## Stored items
Content starts
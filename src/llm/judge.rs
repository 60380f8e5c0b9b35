

use std::sync::Arc;

use tracing::{debug, warn};

use super::prompts::{RELEVANCE_SYSTEM_PROMPT, build_relevance_prompt};
use super::providers::{GenerationOptions, LlmProvider};
use crate::core::Pacer;


/// Binary relevance check on a message pair. Failures count as "not relevant".
pub struct RelevanceJudge {
    llm: Arc<dyn LlmProvider>,
    pacer: Pacer,
    options: GenerationOptions,
}

impl RelevanceJudge {
    pub fn new(llm: Arc<dyn LlmProvider>, pacer: Pacer) -> Self {
        Self {
            llm,
            pacer,
            options: GenerationOptions::new(0.1).with_max_tokens(10),
        }
    }

    pub async fn is_relevant(&self, message1: &str, message2: &str) -> bool {
        let prompt = build_relevance_prompt(message1, message2);
        let verdict = match self
            .llm
            .generate(RELEVANCE_SYSTEM_PROMPT, &prompt, &self.options)
            .await
        {
            Ok((answer, _metadata)) => {
                let relevant = parse_verdict(&answer);
                debug!(
                    "Relevance verdict={} for '{}' / '{}'",
                    relevant,
                    crate::safe_truncate_ellipsis(message1, 30),
                    crate::safe_truncate_ellipsis(message2, 30)
                );
                relevant
            }
            Err(e) => {
                warn!("Relevance check failed, treating pair as not relevant: {}", e);
                false
            }
        };
        self.pacer.pause().await;
        verdict
    }
}


pub fn parse_verdict(answer: &str) -> bool {
    answer.trim().to_lowercase().contains("yes")
}
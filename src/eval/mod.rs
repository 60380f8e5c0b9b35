

pub mod chart;
pub mod dataset;
pub mod harness;
pub mod report;
pub mod synthetic;

pub use chart::{CHART_FILE, write_chart};
pub use dataset::{ChatMessage, ChatRecord, Dataset, ProfileRecord};
pub use harness::{Evaluation, EvaluationHarness, analyze};
pub use report::{SUMMARY_FILE, SummaryEntry, format_table, summarize, write_reports};
pub use synthetic::{SyntheticGenerator, generate};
Content ends
## WHAT THE TASK REQUIRES
The records are to be repeated in full, exactly as they stand.

## YOUR RESPONSE
filename src/llm/judge.rs
repository 60380f8e5c0b9b35


use std::sync::Arc;

use tracing::{debug, warn};

use super::prompts::{RELEVANCE_SYSTEM_PROMPT, build_relevance_prompt};
use super::providers::{GenerationOptions, LlmProvider};
use crate::core::Pacer;


/// Binary relevance check on a message pair. Failures count as "not relevant".
pub struct RelevanceJudge {
    llm: Arc<dyn LlmProvider>,
    pacer: Pacer,
    options: GenerationOptions,
}

impl RelevanceJudge {
    pub fn new(llm: Arc<dyn LlmProvider>, pacer: Pacer) -> Self {
        Self {
            llm,
            pacer,
            options: GenerationOptions::new(0.1).with_max_tokens(10),
        }
    }

    pub async fn is_relevant(&self, message1: &str, message2: &str) -> bool {
        let prompt = build_relevance_prompt(message1, message2);
        let verdict = match self
            .llm
            .generate(RELEVANCE_SYSTEM_PROMPT, &prompt, &self.options)
            .await
        {
            Ok((answer, _metadata)) => {
                let relevant = parse_verdict(&answer);
                debug!(
                    "Relevance verdict={} for '{}' / '{}'",
                    relevant,
                    crate::safe_truncate_ellipsis(message1, 30),
                    crate::safe_truncate_ellipsis(message2, 30)
                );
                relevant
            }
            Err(e) => {
                warn!("Relevance check failed, treating pair as not relevant: {}", e);
                false
            }
        };
        self.pacer.pause().await;
        verdict
    }
}


pub fn parse_verdict(answer: &str) -> bool {
    answer.trim().to_lowercase().contains("yes")
}
filename src/eval/mod.rs
repository 60380f8e5c0b9b35


pub mod chart;
pub mod dataset;
pub mod harness;
pub mod report;
pub mod synthetic;

pub use chart::{CHART_FILE, write_chart};
pub use dataset::{ChatMessage, ChatRecord, Dataset, ProfileRecord};
pub use harness::{Evaluation, EvaluationHarness, analyze};
pub use report::{SUMMARY_FILE, SummaryEntry, format_table, summarize, write_reports};
pub use synthetic::{SyntheticGenerator, generate};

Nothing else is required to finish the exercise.